TASK OBJECTIVE – All lines in the data bearing the string "location" should be identified and copied.

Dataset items
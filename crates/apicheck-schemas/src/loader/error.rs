//! Error types for document loading operations
//!
//! Copyright (c) 2025 Apicheck Team
//! Licensed under the Apache-2.0 license

use crate::loader::parser::Format;
use std::path::PathBuf;
use thiserror::Error;

/// Result type for loader operations
pub type LoaderResult<T> = Result<T, LoaderError>;

/// Failures that end a run before any check is made
#[derive(Error, Debug)]
pub enum LoaderError {
    /// Nothing exists at the requested location
    #[error("File not found: {}", path.display())]
    NotFound { path: PathBuf },

    /// File exists but could not be read as text
    #[error("Failed to read file '{}': {source}", path.display())]
    Io {
        path: PathBuf,
        source: std::io::Error,
    },

    /// Content is not well-formed for its format
    #[error("{format} parse error in '{}': {message}", path.display())]
    Parse {
        path: PathBuf,
        format: Format,
        message: String,
    },

    /// Content parsed but has no document tree representation
    #[error("Failed to convert '{}' into a document tree: {message}", path.display())]
    Conversion { path: PathBuf, message: String },
}

impl LoaderError {
    /// Create a not-found error
    pub fn not_found(path: PathBuf) -> Self {
        Self::NotFound { path }
    }

    /// Create an I/O error with path context
    pub fn io_error(path: PathBuf, error: std::io::Error) -> Self {
        Self::Io {
            path,
            source: error,
        }
    }

    /// Create a YAML parsing error with path context
    pub fn yaml_parse_error(path: PathBuf, error: serde_yaml::Error) -> Self {
        Self::Parse {
            path,
            format: Format::Yaml,
            message: error.to_string(),
        }
    }

    /// Create a JSON parsing error with path context
    pub fn json_parse_error(path: PathBuf, error: serde_json::Error) -> Self {
        Self::Parse {
            path,
            format: Format::Json,
            message: error.to_string(),
        }
    }

    /// Create a tree conversion error
    pub fn conversion_error(path: PathBuf, message: impl Into<String>) -> Self {
        Self::Conversion {
            path,
            message: message.into(),
        }
    }

    /// Get the path associated with this error
    pub fn path(&self) -> &PathBuf {
        match self {
            Self::NotFound { path }
            | Self::Io { path, .. }
            | Self::Parse { path, .. }
            | Self::Conversion { path, .. } => path,
        }
    }

    /// Whether the run failed because there was nothing to validate
    pub fn is_not_found(&self) -> bool {
        matches!(self, Self::NotFound { .. })
    }

    /// Whether the content itself was rejected by the parser
    pub fn is_parse_error(&self) -> bool {
        matches!(self, Self::Parse { .. })
    }
}
//! Error types and handling for the CLI
//!
//! Every variant is fatal to the run. Missing expectations are not errors and
//! never reach this module.

use crate::output::{status_line, StatusLevel};
use apicheck_schemas::LoaderError;
use std::io;

/// Result type alias for CLI operations
pub type Result<T> = std::result::Result<T, Error>;

/// Main error type for CLI operations
#[derive(Debug, thiserror::Error)]
pub enum Error {
    /// The document could not be loaded (missing file, unreadable, malformed)
    #[error("{0}")]
    Load(LoaderError),

    /// Failure after loading that no other variant anticipates
    #[error("Validation error: {message}")]
    Unexpected { message: String },

    /// Configuration error
    #[error("Configuration error: {0}")]
    Config(String),

    /// IO error while writing output
    #[error("IO error: {0}")]
    Io(#[from] io::Error),

    /// JSON serialization error
    #[error("JSON error: {0}")]
    Json(#[from] serde_json::Error),

    /// YAML serialization error
    #[error("YAML error: {0}")]
    Yaml(#[from] serde_yaml::Error),
}

impl From<LoaderError> for Error {
    fn from(error: LoaderError) -> Self {
        match error {
            // Parsed fine but could not be represented: not a format problem
            LoaderError::Conversion { .. } => Self::unexpected(error.to_string()),
            other => Self::Load(other),
        }
    }
}

impl Error {
    /// Create a configuration error
    pub fn config(message: impl Into<String>) -> Self {
        Self::Config(message.into())
    }

    /// Create an unexpected error with message
    pub fn unexpected(message: impl Into<String>) -> Self {
        Self::Unexpected {
            message: message.into(),
        }
    }

    /// Get the exit code for this error
    pub fn exit_code(&self) -> i32 {
        match self {
            Self::Config(_) => 2,
            Self::Load(_) | Self::Unexpected { .. } | Self::Io(_) | Self::Json(_) | Self::Yaml(_) => 1,
        }
    }
}

/// Format an error as the single `ERROR:` line shown to the user
pub fn format_error(error: &Error, use_color: bool) -> String {
    status_line(StatusLevel::Error, &error.to_string(), use_color)
}
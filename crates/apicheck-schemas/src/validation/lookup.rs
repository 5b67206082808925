//! Absence-tolerant lookups into a document tree
//!
//! Every accessor here degrades to an empty value when a key is missing or
//! an intermediate node has the wrong shape. Callers never branch on
//! "is this section present" themselves.
//!
//! Copyright (c) 2025 Apicheck Team
//! Licensed under the Apache-2.0 license

use serde_json::{Map, Value};

/// Defensive reads over a [`Value`] tree
pub trait TreeLookup {
    /// Follow `segments` through nested mappings
    ///
    /// Returns `None` as soon as a segment is missing or the current node is
    /// not a mapping. An empty `segments` returns the node itself.
    fn lookup(&self, segments: &[&str]) -> Option<&Value>;

    /// Mapping at `segments`, `None` if absent or not a mapping
    fn mapping_at(&self, segments: &[&str]) -> Option<&Map<String, Value>> {
        self.lookup(segments).and_then(Value::as_object)
    }

    /// Sequence at `segments`, `None` if absent or not a sequence
    fn sequence_at(&self, segments: &[&str]) -> Option<&Vec<Value>> {
        self.lookup(segments).and_then(Value::as_array)
    }

    /// String at `segments`, or `""`
    fn string_at(&self, segments: &[&str]) -> &str {
        self.lookup(segments).and_then(Value::as_str).unwrap_or_default()
    }

    /// Scalar at `segments`
    ///
    /// `None` for absent keys, explicit nulls, mappings and sequences.
    fn scalar_at(&self, segments: &[&str]) -> Option<&Value> {
        self.lookup(segments)
            .filter(|value| !value.is_null() && !value.is_object() && !value.is_array())
    }

    /// Whether the mapping at `segments` contains `key`
    fn has_key_at(&self, segments: &[&str], key: &str) -> bool {
        self.mapping_at(segments)
            .is_some_and(|mapping| mapping.contains_key(key))
    }

    /// Number of keys in the mapping at `segments`, or 0
    fn mapping_len_at(&self, segments: &[&str]) -> usize {
        self.mapping_at(segments).map_or(0, Map::len)
    }

    /// Number of entries in the sequence at `segments`, or 0
    fn sequence_len_at(&self, segments: &[&str]) -> usize {
        self.sequence_at(segments).map_or(0, Vec::len)
    }
}

impl TreeLookup for Value {
    fn lookup(&self, segments: &[&str]) -> Option<&Value> {
        segments
            .iter()
            .try_fold(self, |node, segment| node.as_object()?.get(*segment))
    }
}
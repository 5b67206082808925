//! The fixed lists of keys a document is expected to define
//!
//! Copyright (c) 2025 Apicheck Team
//! Licensed under the Apache-2.0 license

use crate::validation::report::CheckCategory;

/// Where in the document each category of expectation is looked up
pub const PATHS_SECTION: &[&str] = &["paths"];
pub const SCHEMAS_SECTION: &[&str] = &["components", "schemas"];
pub const SECURITY_SCHEMES_SECTION: &[&str] = &["components", "securitySchemes"];

/// Ordered expectation lists checked against a document
///
/// Order is significant: checks are reported in list order, paths first,
/// then schemas, then the security scheme.
#[derive(Debug, Clone, Copy, PartialEq, Eq)]
pub struct ExpectationSet {
    /// Keys required under `paths`
    pub paths: &'static [&'static str],
    /// Keys required under `components.schemas`
    pub schemas: &'static [&'static str],
    /// Key required under `components.securitySchemes`
    pub security_scheme: &'static str,
}

impl ExpectationSet {
    /// Expectations for the users/posts service description
    pub const DEFAULT: ExpectationSet = ExpectationSet {
        paths: &[
            "/users/register",
            "/users/login",
            "/users/me",
            "/posts",
            "/posts/{id}",
            "/health",
        ],
        schemas: &[
            "User",
            "CreateUserDto",
            "LoginDto",
            "AuthResponse",
            "Post",
            "CreatePostDto",
            "ApiResponse",
            "ApiError",
        ],
        security_scheme: "bearerAuth",
    };

    /// Total number of checks this set produces
    pub fn check_count(&self) -> usize {
        self.paths.len() + self.schemas.len() + 1
    }

    /// Every expectation in report order, paired with its category and the
    /// section it must appear in
    pub fn iter(&self) -> impl Iterator<Item = (CheckCategory, &'static [&'static str], &'static str)> + '_ {
        let paths = self
            .paths
            .iter()
            .map(|id| (CheckCategory::Path, PATHS_SECTION, *id));
        let schemas = self
            .schemas
            .iter()
            .map(|id| (CheckCategory::Schema, SCHEMAS_SECTION, *id));
        let security = std::iter::once((
            CheckCategory::Security,
            SECURITY_SCHEMES_SECTION,
            self.security_scheme,
        ));

        paths.chain(schemas).chain(security)
    }

    /// Whether `identifier` is one of this set's expectations for `category`
    pub fn contains(&self, category: CheckCategory, identifier: &str) -> bool {
        match category {
            CheckCategory::Path => self.paths.iter().any(|p| *p == identifier),
            CheckCategory::Schema => self.schemas.iter().any(|s| *s == identifier),
            CheckCategory::Security => self.security_scheme == identifier,
            CheckCategory::Metadata => false,
        }
    }
}

impl Default for ExpectationSet {
    fn default() -> Self {
        Self::DEFAULT
    }
}
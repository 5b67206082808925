use assert_cmd::Command;
use std::fs;
use std::path::{Path, PathBuf};
use tempfile::TempDir;

pub const COMPLETE_DOCUMENT: &str = r#"openapi: 3.0.3
info:
  title: Blog API
  description: REST API for user registration, authentication and blog post management.
  version: 1.0.0
servers:
  - url: https://api.example.com/v1
tags:
  - name: users
  - name: posts
paths:
  /users/register:
    post: {}
  /users/login:
    post: {}
  /users/me:
    get: {}
  /posts:
    get: {}
  /posts/{id}:
    get: {}
  /health:
    get: {}
components:
  schemas:
    User: {}
    CreateUserDto: {}
    LoginDto: {}
    AuthResponse: {}
    Post: {}
    CreatePostDto: {}
    ApiResponse: {}
    ApiError: {}
  securitySchemes:
    bearerAuth:
      type: http
      scheme: bearer
"#;

/// Isolated working directory with no user configuration in reach
pub struct TestEnv {
    tmp: TempDir,
}

impl TestEnv {
    pub fn new() -> Self {
        let tmp = TempDir::new().expect("create temp dir");
        fs::create_dir_all(tmp.path().join("home")).expect("create isolated home");
        Self { tmp }
    }

    pub fn root(&self) -> &Path {
        self.tmp.path()
    }

    /// Write `content` to `relative` under the working directory
    pub fn write(&self, relative: &str, content: &str) -> PathBuf {
        let path = self.root().join(relative);
        if let Some(parent) = path.parent() {
            fs::create_dir_all(parent).expect("create fixture dir");
        }
        fs::write(&path, content).expect("write fixture");
        path
    }

    /// Write the conventional document location
    pub fn write_default_document(&self, content: &str) -> PathBuf {
        self.write("docs/openapi.yaml", content)
    }

    pub fn cmd(&self) -> Command {
        let home = self.root().join("home");
        let mut cmd = Command::cargo_bin("apicheck").expect("binary built");
        cmd.current_dir(self.root())
            .env("HOME", &home)
            .env("XDG_CONFIG_HOME", home.join(".config"))
            .env_remove("APICHECK_LOG_FORMAT")
            .env_remove("RUST_LOG");
        cmd
    }
}

/// Stdout of a finished command as text
pub fn stdout_of(output: &std::process::Output) -> String {
    String::from_utf8(output.stdout.clone()).expect("utf-8 stdout")
}
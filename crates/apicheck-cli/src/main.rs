//! Apicheck CLI - structural presence checks for an OpenAPI document
//!
//! This is the main entry point for the Apicheck CLI. It loads the document,
//! runs the presence checks and prints the report. The exit status is 0 once
//! a report has been printed, whatever it contains, and non-zero when the
//! document could not be loaded or reported.

mod cli;
mod config;
mod error;
mod handlers;
mod logging;
mod output;

use cli::Cli;
use colored::control;
use config::Config;
use error::Result;
use logging::{timing::Timer, LoggingConfig};
use output::OutputWriter;
use std::process;
use tracing::instrument;

fn main() {
    // Parse command-line arguments
    let cli = Cli::parse_args();

    // Set up colored output
    control::set_override(cli.use_color());

    // Initialize logging
    if let Err(e) = init_logging(&cli) {
        eprintln!("Failed to initialize logging: {}", e);
    }

    match run(&cli) {
        Ok(()) => process::exit(0),
        Err(e) => {
            println!(
                "{}",
                error::format_error(&e, control::SHOULD_COLORIZE.should_colorize())
            );
            process::exit(e.exit_code());
        }
    }
}

/// Main application logic
#[instrument(skip(cli), fields(document = ?cli.document))]
fn run(cli: &Cli) -> Result<()> {
    let _timer = Timer::new("cli_execution");

    // Load configuration
    let config = {
        let _config_timer = Timer::new("config_loading");
        tracing::info!("Loading configuration");
        Config::load_with_file(cli.config.as_deref())?
    };

    let use_color = cli.use_color() && config.output.color;
    control::set_override(use_color);

    let format = cli.output.or(config.output.format).unwrap_or_default();
    let document = cli
        .document
        .clone()
        .unwrap_or_else(|| config.document_path());

    tracing::info!(
        document = %document.display(),
        format = ?format,
        verbosity = cli.verbosity_level(),
        "Executing validation"
    );

    let mut output = OutputWriter::new(format, use_color);
    handlers::handle_validate(&document, &mut output)
}

/// Initialize the logging system
fn init_logging(cli: &Cli) -> Result<()> {
    let mut logging_config = LoggingConfig::from_verbosity(cli.verbosity_level());

    // Apply environment overrides
    logging_config.merge_with_env();

    // If quiet mode, only log errors
    if cli.quiet {
        logging_config.level = "error".to_string();
    }

    logging::init_logging(logging_config)
}
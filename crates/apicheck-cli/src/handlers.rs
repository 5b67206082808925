//! Command handlers for the CLI
//!
//! This module contains the implementation logic behind the command line.

mod validate;

pub use validate::handle_validate;
//! Structural validation for API description documents
//!
//! Validation here is a battery of presence checks: every expectation is a
//! key that must exist at a known place in the document tree. The outcome is
//! always a [`ValidationReport`]; a missing key is a finding inside the
//! report, never an error.
//!
//! - [`lookup`]: absence-tolerant traversal of the document tree
//! - [`expectations`]: the fixed, ordered expectation lists
//! - [`report`]: check results and the summary that travels with them
//! - [`structural`]: the validator that ties them together
//!
//! Copyright (c) 2025 Apicheck Team
//! Licensed under the Apache-2.0 license

pub mod expectations;
pub mod lookup;
pub mod report;
pub mod structural;

// Re-export commonly used types
pub use expectations::ExpectationSet;
pub use lookup::TreeLookup;
pub use report::{CheckCategory, CheckResult, CheckStatus, DocumentSummary, ValidationReport};
pub use structural::{StructuralValidator, DESCRIPTION_EXCERPT_CHARS, ELLIPSIS};

use crate::loader::DocumentTree;

/// Validate a document against [`ExpectationSet::DEFAULT`]
///
/// # Examples
///
/// ```rust
/// use apicheck_schemas::validation::{validate_document, CheckStatus};
/// use serde_json::json;
///
/// let report = validate_document(&json!({}));
/// assert_eq!(report.checks.len(), 15);
/// assert!(report.checks.iter().all(|c| c.status == CheckStatus::Missing));
/// ```
pub fn validate_document(document: &DocumentTree) -> ValidationReport {
    StructuralValidator::default().validate(document)
}
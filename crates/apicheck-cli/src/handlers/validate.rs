//! Validation handler: load, check, report

use crate::error::Result;
use crate::logging::timing::Timer;
use crate::output::OutputWriter;
use apicheck_schemas::{load_document, StructuralValidator};
use std::path::Path;
use tracing::{debug, info, instrument};

/// Validate `document` and write the report
///
/// Loader failures propagate to the caller before anything is written.
/// Missing expectations are part of a successful report.
#[instrument(skip_all, fields(document = %document.display()))]
pub fn handle_validate(document: &Path, output: &mut OutputWriter) -> Result<()> {
    let _timer = Timer::with_details("validate_command", &format!("file: {}", document.display()));
    info!("Starting validation process");

    let tree = {
        let _load_timer = Timer::new("document_loading");
        load_document(document)?
    };
    debug!("Document loaded");

    let validator = StructuralValidator::default();
    let report = {
        let _validation_timer = Timer::new("structural_validation");
        validator.validate(&tree)
    };

    info!(
        present = report.present_count(),
        missing = report.missing_count(),
        "Validation completed"
    );

    output.report(document, &report)
}
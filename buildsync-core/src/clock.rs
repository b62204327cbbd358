//! Time source for version timestamps and the idle-window sweep.

use chrono::{DateTime, Duration, Utc};
use std::sync::Mutex;

pub trait Clock: Send + Sync {
    fn now(&self) -> DateTime<Utc>;
}

#[derive(Debug, Default, Clone, Copy)]
pub struct SystemClock;

impl Clock for SystemClock {
    fn now(&self) -> DateTime<Utc> {
        Utc::now()
    }
}

/// Clock that only moves when told to.
#[derive(Debug)]
pub struct ManualClock {
    now: Mutex<DateTime<Utc>>,
}

impl ManualClock {
    pub fn new(start: DateTime<Utc>) -> Self {
        Self {
            now: Mutex::new(start),
        }
    }

    pub fn advance(&self, by: Duration) {
        let mut now = self.now.lock().unwrap_or_else(|e| e.into_inner());
        *now += by;
    }

    pub fn set(&self, to: DateTime<Utc>) {
        *self.now.lock().unwrap_or_else(|e| e.into_inner()) = to;
    }
}

impl Default for ManualClock {
    fn default() -> Self {
        Self::new(Utc::now())
    }
}

impl Clock for ManualClock {
    fn now(&self) -> DateTime<Utc> {
        *self.now.lock().unwrap_or_else(|e| e.into_inner())
    }
}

RESPONSE TO THE EXERCISE –
    /// Nothing exists at the requested location
    /// Write the conventional document location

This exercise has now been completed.